Premessa inevitabile e contingente: stiamo sperimentando in questi giorni una forma molto particolare (e inaspettata) di spazio – quella della distanza di sicurezza, della misura che ci allontana dall’altro e ci protegge (o, viceversa, protegge l’altro) dal contagio.
Esiste dunque anche uno “spazio” e, addirittura, una “metafisica” della peste. Ne ha parlato, ad esempio, Sergio Givone in un bel saggio di qualche anno fa. Lo spazio, in questi termini, ci appare come uno “spazio vitale” (Lebensraum era parola terribile dell’ideologia nazionalsocialista) – lo spazio che ciascun vivente occupa e che non può essere condiviso con un altro vivente, il quale si deve tenere a debita distanza. Viviamo nell’epoca per antonomasia dell’immunizzazione e della biopolitica: lo stato istituisce e gestisce lo spazio vitale nel quale i corpi che lo compongono (vedi Hobbes!) devono essere sani e immuni. La cultura sembrerebbe non essersi poi così allontanata dalla natura.

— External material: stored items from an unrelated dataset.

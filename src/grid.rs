//! Geometry of a bounded 4-connected grid: bounds, adjacency and obstacle membership.
//! Nothing here holds state; every query passes the bounds and obstacles in.
use std::collections::HashSet;
use std::hash::BuildHasher;

use indexmap::IndexSet;
use itertools::Itertools;
use smallvec::SmallVec;

use crate::Cell;

/// Offsets in the order neighbours are produced: up, left, down, right.
/// The search inserts equal-cost nodes in this order, so it decides which of them wins a tie.
const NEUMANN_OFFSETS: [(i32, i32); 4] = [(0, -1), (-1, 0), (0, 1), (1, 0)];

/// A set of non-traversable cells.
pub trait Obstacles {
    fn is_blocked(&self, cell: &Cell) -> bool;
}

impl<S: BuildHasher> Obstacles for HashSet<Cell, S> {
    fn is_blocked(&self, cell: &Cell) -> bool {
        self.contains(cell)
    }
}

impl<S: BuildHasher> Obstacles for IndexSet<Cell, S> {
    fn is_blocked(&self, cell: &Cell) -> bool {
        self.contains(cell)
    }
}

impl Obstacles for [Cell] {
    fn is_blocked(&self, cell: &Cell) -> bool {
        self.contains(cell)
    }
}

impl Obstacles for Vec<Cell> {
    fn is_blocked(&self, cell: &Cell) -> bool {
        self.as_slice().contains(cell)
    }
}

/// Checks `0 <= x < width` and `0 <= y < height`.
pub fn in_bounds(cell: &Cell, width: i32, height: i32) -> bool {
    cell.x >= 0 && cell.y >= 0 && cell.x < width && cell.y < height
}

/// Cells a search may step to from `cell`: the in-bounds, unblocked members of its von Neumann
/// neighbourhood, in the fixed order up, left, down, right.
pub fn neighbors<O: Obstacles + ?Sized>(
    cell: &Cell,
    width: i32,
    height: i32,
    obstacles: &O,
) -> SmallVec<[Cell; 4]> {
    NEUMANN_OFFSETS
        .iter()
        .filter_map(|&(dx, dy)| Some(Cell::new(cell.x.checked_add(dx)?, cell.y.checked_add(dy)?)))
        .filter(|p| in_bounds(p, width, height) && !obstacles.is_blocked(p))
        .collect()
}

/// Straight-line distance between two cells. Both the step cost and the heuristic use it,
/// which makes every 4-connected step cost exactly 1.0.
pub fn euclidean_distance(a: &Cell, b: &Cell) -> f64 {
    let dx = a.x as f64 - b.x as f64;
    let dy = a.y as f64 - b.y as f64;
    (dx * dx + dy * dy).sqrt()
}

/// True if the cells share an edge.
pub fn is_adjacent(a: &Cell, b: &Cell) -> bool {
    (a.x as i64 - b.x as i64).abs() + (a.y as i64 - b.y as i64).abs() == 1
}

/// Sum of the step lengths along a path, i.e. the g cost of its last cell.
pub fn path_cost(path: &[Cell]) -> f64 {
    path.iter()
        .tuple_windows()
        .map(|(a, b)| euclidean_distance(a, b))
        .sum()
}

/// Checks that consecutive cells of a path are 4-adjacent and that none of them is blocked.
pub fn is_valid_path<O: Obstacles + ?Sized>(path: &[Cell], obstacles: &O) -> bool {
    path.iter().all(|p| !obstacles.is_blocked(p))
        && path.iter().tuple_windows().all(|(a, b)| is_adjacent(a, b))
}
use grid_astar::{Cell, CostTable, Pathfinder, Scenario};

// Solves the default board
//  ________
// |S       |
// |        |
// |        |
// |        |
// |    ####|
// |       G|
// |        |
// |        |
//  ________
// and prints the path together with the f cost of every cell the search annotated.

fn main() {
    let scenario = Scenario::default();
    println!("{}", scenario);
    let mut costs = CostTable::new();
    let path = scenario
        .find_path_with(&Pathfinder::default(), Some(&mut costs))
        .unwrap();
    println!("{}", scenario.render(&path));
    println!("Path:");
    for p in &path {
        println!("{:?}", p);
    }
    println!("\nf costs:");
    for y in 0..scenario.height {
        let row = (0..scenario.width)
            .map(|x| match costs.get(&Cell::new(x, y)) {
                Some(c) => format!("{:>3.0}", c.f_cost),
                None => "  -".to_owned(),
            })
            .collect::<String>();
        println!("{}", row);
    }
}
//! Errors raised while building a box tree.

use tessera_dom::{NodeId, TextError};
use thiserror::Error;

/// A fatal box-construction failure.
///
/// Malformed styles never end up here: they degrade with a warning. These
/// variants mean the content tree and its text index disagree, so no box tree
/// can be trusted.
#[derive(Debug, Error)]
pub enum BuildError {
    /// Extracting the text of a node failed.
    #[error("cannot extract text of node {node}")]
    Text {
        /// The node whose text was requested.
        node: NodeId,
        /// What went wrong in the text index.
        #[source]
        source: TextError,
    },
    /// A node has no range in the text index (it was not attached when the
    /// index was built).
    #[error("node {0} is missing from the document text index")]
    MissingNode(NodeId),
    /// Build options could not be parsed.
    #[error("invalid build options")]
    Options(#[from] serde_json::Error),
}
//! Box factories: which box a content node generates.
//!
//! [§ 9.2 Controlling box generation](https://www.w3.org/TR/CSS2/visuren.html#box-gen)
//!
//! A factory maps one content node to a box, or declines with `None` when the
//! node should not produce a single box of its own (an inline element whose
//! children belong directly to the enclosing line). Factories are shared
//! through `Rc` and looked up by namespace, so a document can embed foreign
//! content (SVG, MathML) handled by a different factory.

use std::collections::HashMap;
use std::rc::Rc;

use tessera_dom::namespace;
use tessera_style::DisplayValue;

use crate::classify::classify_children;
use crate::context::{BuildContext, ContentNode, NodeKind};
use crate::error::BuildError;
use crate::layout_box::{BoxKind, LayoutBox};

/// Attribute that requests an explicit page break at an element.
pub const PAGE_BREAK_ATTRIBUTE: &str = "data-page-break";

/// Turns content nodes into boxes.
pub trait BoxFactory {
    /// A short name for diagnostics.
    fn name(&self) -> &str;

    /// Create the box for `node`.
    ///
    /// With `allow_multiple` set, the factory may return `None` to say the
    /// node's children should be boxed in its place. Without it, the result
    /// is always `Some`.
    ///
    /// # Errors
    ///
    /// Returns [`BuildError`] if the node's text or range cannot be read.
    fn create_box(
        &self,
        cx: &BuildContext<'_>,
        node: &ContentNode,
        allow_multiple: bool,
    ) -> Result<Option<LayoutBox>, BuildError>;

    /// Create exactly one box for `node`.
    ///
    /// # Errors
    ///
    /// See [`BoxFactory::create_box`].
    fn create(&self, cx: &BuildContext<'_>, node: &ContentNode) -> Result<LayoutBox, BuildError> {
        match self.create_box(cx, node, false)? {
            Some(created) => Ok(created),
            None => LayoutBox::leaf(cx, BoxKind::Inline, node.clone()),
        }
    }

    /// Append the boxes for `node` to `out`, expanding nodes that decline a
    /// box of their own into their children, recursively.
    ///
    /// # Errors
    ///
    /// See [`BoxFactory::create_box`].
    fn create_all(
        &self,
        cx: &BuildContext<'_>,
        node: &ContentNode,
        out: &mut Vec<LayoutBox>,
    ) -> Result<(), BuildError> {
        if let Some(created) = self.create_box(cx, node, true)? {
            out.push(created);
            return Ok(());
        }
        for child in cx.children(node) {
            self.create_all(cx, &child, out)?;
        }
        Ok(())
    }
}

/// Factories by namespace, plus the default used for the document root.
pub struct FactoryRegistry {
    default: Rc<dyn BoxFactory>,
    by_namespace: HashMap<String, Rc<dyn BoxFactory>>,
}

impl FactoryRegistry {
    /// A registry whose default is `factory`, also registered for XHTML.
    #[must_use]
    pub fn with_default(factory: Rc<dyn BoxFactory>) -> Self {
        let mut by_namespace = HashMap::new();
        let _ = by_namespace.insert(namespace::XHTML.to_string(), Rc::clone(&factory));
        Self {
            default: factory,
            by_namespace,
        }
    }

    /// The standard set: [`HtmlBoxFactory`] as default and for XHTML, and a
    /// [`ReplacedBoxFactory`] each for SVG and MathML.
    #[must_use]
    pub fn standard() -> Self {
        let mut registry = Self::with_default(Rc::new(HtmlBoxFactory::new()));
        registry.register(namespace::SVG, Rc::new(ReplacedBoxFactory::new(namespace::SVG)));
        registry.register(
            namespace::MATHML,
            Rc::new(ReplacedBoxFactory::new(namespace::MATHML)),
        );
        registry
    }

    /// Register (or replace) the factory for `namespace`.
    pub fn register(&mut self, namespace: &str, factory: Rc<dyn BoxFactory>) {
        let _ = self.by_namespace.insert(namespace.to_string(), factory);
    }

    /// The factory registered for `namespace`.
    #[must_use]
    pub fn for_namespace(&self, namespace: &str) -> Option<&Rc<dyn BoxFactory>> {
        self.by_namespace.get(namespace)
    }

    /// The factory that builds the document root.
    #[must_use]
    pub fn default_factory(&self) -> &Rc<dyn BoxFactory> {
        &self.default
    }
}

impl Default for FactoryRegistry {
    fn default() -> Self {
        Self::standard()
    }
}

/// Returns true if `candidate` is the very factory object `current`.
fn is_same_factory(candidate: &Rc<dyn BoxFactory>, current: &dyn BoxFactory) -> bool {
    std::ptr::addr_eq(Rc::as_ptr(candidate), std::ptr::from_ref(current))
}

/// The default factory for HTML content.
///
/// Dispatch order, first match wins:
///
/// 1. the document node becomes a section root;
/// 2. text becomes an inline leaf;
/// 3. hidden or `display: none` content becomes an invisible box;
/// 4. a node in a namespace with a different registered factory is handed to
///    that factory;
/// 5. an element carrying the page-break attribute becomes a page break;
/// 6. a non-inline node whose children are all inline becomes a paragraph
///    (table rows excepted, tables build those);
/// 7. block-level displays map to their box kinds;
/// 8. anything else declines (when allowed) or becomes an inline leaf.
#[derive(Debug, Clone)]
pub struct HtmlBoxFactory {
    page_break_attribute: String,
}

impl HtmlBoxFactory {
    /// A factory honouring [`PAGE_BREAK_ATTRIBUTE`].
    #[must_use]
    pub fn new() -> Self {
        Self::with_page_break_attribute(PAGE_BREAK_ATTRIBUTE)
    }

    /// A factory that treats `attribute` as the page-break request.
    #[must_use]
    pub fn with_page_break_attribute(attribute: &str) -> Self {
        Self {
            page_break_attribute: attribute.to_string(),
        }
    }

    fn requests_page_break(&self, cx: &BuildContext<'_>, node: &ContentNode) -> bool {
        node.dom_id()
            .and_then(|id| cx.tree().as_element(id))
            .is_some_and(|element| element.has_attr(&self.page_break_attribute))
    }

    fn composite(
        &self,
        cx: &BuildContext<'_>,
        kind: BoxKind,
        node: &ContentNode,
    ) -> Result<LayoutBox, BuildError> {
        let mut composite = LayoutBox::composite(cx, kind, node.clone())?;
        composite.populate(cx, Some(self))?;
        Ok(composite)
    }
}

impl Default for HtmlBoxFactory {
    fn default() -> Self {
        Self::new()
    }
}

impl BoxFactory for HtmlBoxFactory {
    fn name(&self) -> &str {
        "html"
    }

    fn create_box(
        &self,
        cx: &BuildContext<'_>,
        node: &ContentNode,
        allow_multiple: bool,
    ) -> Result<Option<LayoutBox>, BuildError> {
        let kind = cx.kind(node);
        let style = cx.resolved_style(node);

        // STEP 1: The document itself.
        if kind == Some(NodeKind::Document) {
            log::trace!(target: "tessera::factory", "node {} -> Section", node.owner().0);
            return LayoutBox::section(cx, node.clone(), self).map(Some);
        }

        // STEP 2: Text is never delegated.
        if kind == Some(NodeKind::Text) {
            return LayoutBox::leaf(cx, BoxKind::Inline, node.clone()).map(Some);
        }

        // STEP 3: [§ 11.2 Visibility](https://www.w3.org/TR/CSS2/visufx.html#visibility)
        //
        // "hidden: The generated box is invisible (fully transparent, nothing
        // is drawn), but still affects layout." Hidden content here takes no
        // span; `display: none` never generates a visible box at all.
        if !style.is_rendered() {
            return LayoutBox::leaf(cx, BoxKind::Invisible, node.clone()).map(Some);
        }

        // STEP 4: Hand foreign content to its own factory.
        if let Some(delegate) = cx
            .namespace_of(node)
            .and_then(|ns| cx.factories().for_namespace(ns))
            .filter(|delegate| !is_same_factory(delegate, self))
        {
            log::debug!(
                target: "tessera::factory",
                "node {} delegated to the {} factory",
                node.owner().0,
                delegate.name()
            );
            return delegate.create_box(cx, node, allow_multiple);
        }

        // STEP 5: Explicit page break.
        if self.requests_page_break(cx, node) {
            return LayoutBox::leaf(cx, BoxKind::PageBreak, node.clone()).map(Some);
        }

        // STEP 6: [§ 9.2.1 Block-level elements and block boxes](https://www.w3.org/TR/CSS2/visuren.html#block-boxes)
        //
        // "a block container box either contains only block-level boxes or
        // establishes an inline formatting context and thus contains only
        // inline-level boxes."
        let inline_self = kind == Some(NodeKind::Element) && style.display == DisplayValue::Inline;
        if !inline_self && style.display != DisplayValue::TableRow {
            let children = classify_children(cx, &cx.children(node));
            if children.has_inline && !children.has_block {
                log::trace!(target: "tessera::factory", "node {} -> Paragraph", node.owner().0);
                return self.composite(cx, BoxKind::Paragraph, node).map(Some);
            }
        }

        // STEP 7: Block-level displays.
        let block_kind = match style.display {
            DisplayValue::Block => Some(BoxKind::Block),
            DisplayValue::ListItem => Some(BoxKind::ListItem),
            DisplayValue::Table => Some(BoxKind::Table),
            DisplayValue::TableCell => Some(BoxKind::TableCell),
            DisplayValue::None => {
                return LayoutBox::leaf(cx, BoxKind::Invisible, node.clone()).map(Some);
            }
            DisplayValue::Inline | DisplayValue::TableRow => None,
        };
        if let Some(block_kind) = block_kind {
            log::trace!(
                target: "tessera::factory",
                "node {} -> {}",
                node.owner().0,
                block_kind.name()
            );
            return self.composite(cx, block_kind, node).map(Some);
        }

        // STEP 8: Inline content.
        if allow_multiple {
            return Ok(None);
        }
        LayoutBox::leaf(cx, BoxKind::Inline, node.clone()).map(Some)
    }
}

/// Renders every node of a foreign namespace as one opaque leaf.
///
/// [§ 10.3.2 Inline, replaced elements](https://www.w3.org/TR/CSS2/visudet.html#inline-replaced-width)
///
/// The subtree is not boxed further; its size comes from
/// [`crate::SpanMetrics::replaced_size`].
#[derive(Debug, Clone)]
pub struct ReplacedBoxFactory {
    namespace: String,
}

impl ReplacedBoxFactory {
    /// A factory for content in `namespace`.
    #[must_use]
    pub fn new(namespace: &str) -> Self {
        Self {
            namespace: namespace.to_string(),
        }
    }

    /// The namespace this factory renders.
    #[must_use]
    pub fn namespace(&self) -> &str {
        &self.namespace
    }
}

impl BoxFactory for ReplacedBoxFactory {
    fn name(&self) -> &str {
        "replaced"
    }

    fn create_box(
        &self,
        cx: &BuildContext<'_>,
        node: &ContentNode,
        _allow_multiple: bool,
    ) -> Result<Option<LayoutBox>, BuildError> {
        let kind = if cx.resolved_style(node).is_rendered() {
            BoxKind::Replaced
        } else {
            BoxKind::Invisible
        };
        LayoutBox::leaf(cx, kind, node.clone()).map(Some)
    }
}

/// Build the box tree of the whole document with the registry's default
/// factory.
///
/// # Errors
///
/// Returns [`BuildError`] if the text index disagrees with the tree.
pub fn build_box_tree(cx: &BuildContext<'_>) -> Result<LayoutBox, BuildError> {
    let root = ContentNode::Dom(cx.tree().root());
    cx.factories().default_factory().create(cx, &root)
}
//! Anonymous block synthesis.
//!
//! [§ 9.2.1.1 Anonymous block boxes](https://www.w3.org/TR/CSS2/visuren.html#anonymous-block-level)
//!
//! "When an inline box contains an in-flow block-level box, the inline box
//! (and its inline ancestors within the same line box) are broken around the
//! block-level box [...] and the line boxes before the break and after the
//! break are enclosed in anonymous block boxes."
//!
//! Normalization is a pure function of its input: the same sibling list
//! always yields the same output, and normalizing an already-normalized list
//! returns it unchanged.

use tessera_dom::NodeId;
use tessera_style::StyleRecord;

use crate::classify::{classify_children, is_inline};
use crate::context::{AnonymousNode, BuildContext, ContentNode, NodeKind};
use crate::error::BuildError;

/// Normalize the children of `parent` so that block and inline siblings do
/// not mix.
///
/// If the list holds both, every maximal run of consecutive inline siblings
/// is replaced by one [`AnonymousNode`]; block siblings pass through in
/// order. Otherwise the list is returned as it is.
///
/// # Errors
///
/// Returns [`BuildError`] if the text of a wrapped text node cannot be
/// extracted while deciding the wrapper's visibility.
pub fn normalize(
    cx: &BuildContext<'_>,
    parent: &ContentNode,
    children: &[ContentNode],
) -> Result<Vec<ContentNode>, BuildError> {
    let mixed = classify_children(cx, children).is_mixed();
    normalize_window(cx, parent, children, mixed)
}

/// Normalize a window of a larger sibling list.
///
/// `mixed` is the classification of the whole list; the window alone may
/// well be all-inline. Callers must widen the window so that it starts and
/// ends on a block sibling or a list boundary, otherwise a run would be split
/// across two wrappers.
///
/// # Errors
///
/// See [`normalize`].
pub fn normalize_window(
    cx: &BuildContext<'_>,
    parent: &ContentNode,
    window: &[ContentNode],
    mixed: bool,
) -> Result<Vec<ContentNode>, BuildError> {
    if !mixed {
        return Ok(window.to_vec());
    }

    let owner = parent.owner();
    let mut result = Vec::with_capacity(window.len());
    let mut run: Vec<NodeId> = Vec::new();

    for child in window {
        match child {
            ContentNode::Dom(id) if is_inline(cx, child) => run.push(*id),
            _ => {
                flush_run(cx, owner, &mut run, &mut result)?;
                result.push(child.clone());
            }
        }
    }
    flush_run(cx, owner, &mut run, &mut result)?;

    log::trace!(
        target: "tessera::anonymous",
        "normalized {} children of node {} into {}",
        window.len(),
        owner.0,
        result.len()
    );
    Ok(result)
}

fn flush_run(
    cx: &BuildContext<'_>,
    owner: NodeId,
    run: &mut Vec<NodeId>,
    result: &mut Vec<ContentNode>,
) -> Result<(), BuildError> {
    if run.is_empty() {
        return Ok(());
    }
    let nodes = std::mem::take(run);
    let visible = run_is_visible(cx, &nodes)?;
    result.push(ContentNode::Anonymous(AnonymousNode::new(owner, nodes, visible)));
    Ok(())
}

/// A run is visible if any member is; the scan starts from the end since
/// trailing whitespace is the common invisible case.
fn run_is_visible(cx: &BuildContext<'_>, run: &[NodeId]) -> Result<bool, BuildError> {
    for &id in run.iter().rev() {
        if node_is_visible(cx, id)? {
            return Ok(true);
        }
    }
    Ok(false)
}

/// An element is visible unless it is `display: none` or hidden, so empty
/// elements like `<br>` still count. A text node is visible iff it has a
/// non-whitespace character.
fn node_is_visible(cx: &BuildContext<'_>, id: NodeId) -> Result<bool, BuildError> {
    let node = ContentNode::Dom(id);
    match cx.kind(&node) {
        Some(NodeKind::Text) => Ok(cx.text_of(id)?.chars().any(|c| !c.is_whitespace())),
        Some(NodeKind::Element) => Ok(cx.style(&node).is_none_or(StyleRecord::is_rendered)),
        _ => Ok(false),
    }
}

D’altro canto lo strato sterile ed immunizzante che ci avvolge – l’igiene, il mondo artificiale, la tecnologia, le macchine, gli algoritmi – crea l’illusione di una separazione (e protezione) dalla natura e dai suoi pericoli. L’ecumene, lo spazio umano, sovrasta la biosfera, lo spazio naturale. Ma è sufficiente un virus – o un piccolo sommovimento della sfera terrestre – a sconvolgere le nostre certezze, e a riprecipitarci nell’angoscia originaria. Lo spazio torna a contrarsi, se non a sbriciolarsi.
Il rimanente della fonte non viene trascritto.